#[cfg(test)]
mod tests {
    use std::collections::VecDeque;
    use std::future::Future;
    use std::pin::Pin;
    use std::task::{Context, Poll};

    use async_trait::async_trait;
    use futures::channel::oneshot;
    use futures::executor::block_on;
    use http::StatusCode;
    use vitrine_data::{FixedClock, HttpResponse, StaticTransport};
    use vitrine_observability::LogLevel;
    use vitrine_render::count_cards;

    use super::*;
    use crate::surface::Page;

    const CONTAINER: &str = "dynamic-categories";

    const SILK_SAREES: &str = r#"[{"title": "Silk Sarees", "description": "d", "image": "i.jpg", "features": ["A", "B"]}]"#;

    fn loader<T: Transport>(transport: T) -> ContentLoader<T, FixedClock> {
        ContentLoader::from_config(&SiteConfig::default(), transport, FixedClock(1_700_000_000_000))
            .with_logger(
                StructuredLogger::new(RequestId::from_string("test")).with_min_level(LogLevel::Error),
            )
    }

    fn page(initial: &str) -> RefCell<Page> {
        RefCell::new(Page::new().with_container(CONTAINER, initial))
    }

    #[test]
    fn test_renders_one_card_per_record_in_order() {
        let body = r#"[
            {"title": "Silk Sarees", "description": "d", "image": "1.jpg"},
            {"title": "Lehengas", "description": "d", "image": "2.jpg", "reverse": true},
            {"title": "Kurtis", "description": "d", "image": "3.jpg"}
        ]"#;
        let loader = loader(StaticTransport::respond(HttpResponse::ok(body)));
        let page = page("");

        let outcome = block_on(loader.load(&page));
        assert!(matches!(outcome, LoadOutcome::Rendered { cards: 3 }));

        let page = page.borrow();
        let html = page.content(CONTAINER);
        assert_eq!(count_cards(html), 3);
        let silk = html.find("<h3>Silk Sarees</h3>").unwrap();
        let lehengas = html.find("<h3>Lehengas</h3>").unwrap();
        let kurtis = html.find("<h3>Kurtis</h3>").unwrap();
        assert!(silk < lehengas && lehengas < kurtis);
        assert_eq!(html.matches(r#"class="category-card reverse""#).count(), 1);
    }

    #[test]
    fn test_request_is_cache_busted() {
        let loader = loader(StaticTransport::respond(HttpResponse::ok("[]")));
        block_on(loader.load(&page("")));
        assert_eq!(
            loader.client().transport().requests(),
            vec![format!("{}?t=1700000000000", vitrine_core::DEFAULT_DATA_URL)]
        );
    }

    #[test]
    fn test_missing_container_skips_without_request() {
        let loader = loader(StaticTransport::respond(HttpResponse::ok(SILK_SAREES)));
        let page = RefCell::new(Page::new().with_container("other", "keep"));

        let outcome = block_on(loader.load(&page));
        assert!(matches!(outcome, LoadOutcome::Skipped));
        assert_eq!(loader.client().transport().call_count(), 0);
        assert_eq!(page.borrow().content("other"), "keep");
        assert!(page.borrow().scripts().is_empty());
    }

    #[test]
    fn test_connection_failure_leaves_container_untouched() {
        let loader = loader(StaticTransport::fail("connection reset"));
        let page = page("<p>previous</p>");
        let before = page.borrow().clone();

        let outcome = block_on(loader.load(&page));
        assert!(matches!(outcome, LoadOutcome::Failed(FetchError::Connection(_))));
        assert_eq!(*page.borrow(), before);
    }

    #[test]
    fn test_bad_status_leaves_container_untouched() {
        let loader = loader(StaticTransport::respond(HttpResponse::new(
            StatusCode::SERVICE_UNAVAILABLE,
            SILK_SAREES,
        )));
        let page = page("<p>previous</p>");

        let outcome = block_on(loader.load(&page));
        assert!(matches!(outcome, LoadOutcome::Failed(FetchError::Http { status: 503, .. })));
        assert_eq!(page.borrow().content(CONTAINER), "<p>previous</p>");
    }

    #[test]
    fn test_unparsable_body_leaves_container_untouched() {
        for body in ["not json", r#"{"title": "x"}"#, r#"[{"title": "missing fields"}]"#] {
            let loader = loader(StaticTransport::respond(HttpResponse::ok(body)));
            let page = page("");
            let before = page.borrow().clone();

            let outcome = block_on(loader.load(&page));
            assert!(matches!(outcome, LoadOutcome::Failed(FetchError::Deserialization(_))));
            assert_eq!(*page.borrow(), before);
        }
    }

    #[test]
    fn test_silk_sarees_example() {
        let loader = loader(StaticTransport::respond(HttpResponse::ok(SILK_SAREES)));
        let page = page("");
        block_on(loader.load(&page));

        let page = page.borrow();
        let html = page.content(CONTAINER);
        assert_eq!(count_cards(html), 1);
        assert!(html.contains("Silk Sarees"));
        assert!(html.contains("</i> A</li>"));
        assert!(html.contains("</i> B</li>"));
        assert!(html.contains(r#"<i class="fas fa-star"></i>"#));
        assert!(!html.contains("reverse"));
        assert_eq!(html.matches("?text=").count(), 2);
        assert_eq!(html.matches("Silk%20Sarees").count(), 2);
    }

    #[test]
    fn test_tilt_attached_after_commit() {
        let loader = loader(StaticTransport::respond(HttpResponse::ok(SILK_SAREES)));
        let page = page("");
        block_on(loader.load(&page));

        let page = page.borrow();
        assert_eq!(page.scripts().len(), 1);
        assert!(page.scripts()[0].contains(r#"querySelectorAll(".category-card")"#));
    }

    #[test]
    fn test_empty_collection_clears_container() {
        let loader = loader(StaticTransport::respond(HttpResponse::ok("[]")));
        let page = page("<p>stale</p>");
        let outcome = block_on(loader.load(&page));
        assert!(matches!(outcome, LoadOutcome::Rendered { cards: 0 }));
        assert_eq!(page.borrow().content(CONTAINER), "");
    }

    /// Transport whose responses are released by the test.
    struct GatedTransport {
        gates: RefCell<VecDeque<oneshot::Receiver<HttpResponse>>>,
    }

    impl GatedTransport {
        fn new(count: usize) -> (Self, Vec<oneshot::Sender<HttpResponse>>) {
            let (senders, receivers): (Vec<_>, VecDeque<_>) =
                (0..count).map(|_| oneshot::channel()).unzip();
            (
                Self {
                    gates: RefCell::new(receivers),
                },
                senders,
            )
        }
    }

    #[async_trait(?Send)]
    impl Transport for GatedTransport {
        async fn get(&self, _url: &str) -> Result<HttpResponse, FetchError> {
            let gate = self.gates.borrow_mut().pop_front();
            match gate {
                Some(gate) => gate
                    .await
                    .map_err(|_| FetchError::Connection("gate dropped".to_string())),
                None => Err(FetchError::Connection("no gate".to_string())),
            }
        }
    }

    /// Returns pending once so other joined futures get polled.
    struct YieldNow(bool);

    impl Future for YieldNow {
        type Output = ();

        fn poll(mut self: Pin<&mut Self>, cx: &mut Context<'_>) -> Poll<()> {
            if self.0 {
                Poll::Ready(())
            } else {
                self.0 = true;
                cx.waker().wake_by_ref();
                Poll::Pending
            }
        }
    }

    fn named(title: &str) -> HttpResponse {
        HttpResponse::ok(format!(
            r#"[{{"title": "{}", "description": "d", "image": "i.jpg"}}]"#,
            title
        ))
    }

    #[test]
    fn test_older_load_finishing_last_does_not_commit() {
        let (transport, mut gates) = GatedTransport::new(2);
        let loader = loader(transport);
        let page = page("");

        let second_gate = gates.pop().unwrap();
        let first_gate = gates.pop().unwrap();

        let (first, second, ()) = block_on(async {
            futures::join!(loader.load(&page), loader.load(&page), async {
                second_gate.send(named("Newer")).unwrap();
                YieldNow(false).await;
                first_gate.send(named("Older")).unwrap();
            })
        });

        assert!(matches!(second, LoadOutcome::Rendered { cards: 1 }));
        assert!(matches!(first, LoadOutcome::Superseded));
        let page = page.borrow();
        assert!(page.content(CONTAINER).contains("Newer"));
        assert!(!page.content(CONTAINER).contains("Older"));
    }

    #[test]
    fn test_older_load_finishing_first_commits_then_newer_replaces_it() {
        let (transport, mut gates) = GatedTransport::new(2);
        let loader = loader(transport);
        let page = page("");

        let second_gate = gates.pop().unwrap();
        let first_gate = gates.pop().unwrap();

        let (first, second, ()) = block_on(async {
            futures::join!(loader.load(&page), loader.load(&page), async {
                first_gate.send(named("Older")).unwrap();
                YieldNow(false).await;
                second_gate.send(named("Newer")).unwrap();
            })
        });

        assert!(matches!(first, LoadOutcome::Rendered { cards: 1 }));
        assert!(matches!(second, LoadOutcome::Rendered { cards: 1 }));
        let page = page.borrow();
        assert!(page.content(CONTAINER).contains("Newer"));
        assert!(!page.content(CONTAINER).contains("Older"));
    }

    #[test]
    fn test_newer_load_failing_keeps_older_success() {
        let (transport, mut gates) = GatedTransport::new(2);
        let loader = loader(transport);
        let page = page("<p>old</p>");

        let second_gate = gates.pop().unwrap();
        let first_gate = gates.pop().unwrap();

        let (first, second, ()) = block_on(async {
            futures::join!(loader.load(&page), loader.load(&page), async {
                second_gate
                    .send(HttpResponse::new(StatusCode::INTERNAL_SERVER_ERROR, "oops"))
                    .unwrap();
                YieldNow(false).await;
                first_gate.send(named("Fresh")).unwrap();
            })
        });

        assert!(matches!(second, LoadOutcome::Failed(FetchError::Http { status: 500, .. })));
        assert!(matches!(first, LoadOutcome::Rendered { cards: 1 }));
        let page = page.borrow();
        assert_eq!(count_cards(page.content(CONTAINER)), 1);
        assert!(page.content(CONTAINER).contains("Fresh"));
        assert!(!page.content(CONTAINER).contains("<p>old</p>"));
    }

    #[test]
    fn test_outcome_phases() {
        assert_eq!(LoadOutcome::Skipped.phase(), LifecyclePhase::Skipped);
        assert_eq!(
            LoadOutcome::Rendered { cards: 2 }.phase(),
            LifecyclePhase::Committed
        );
        assert!(LoadOutcome::Failed(FetchError::Connection("x".into()))
            .phase()
            .is_terminal());
    }
}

============================================================

Show every line above in which the word "channel" appears.

    use futures::channel::oneshot;
                (0..count).map(|_| oneshot::channel()).unzip();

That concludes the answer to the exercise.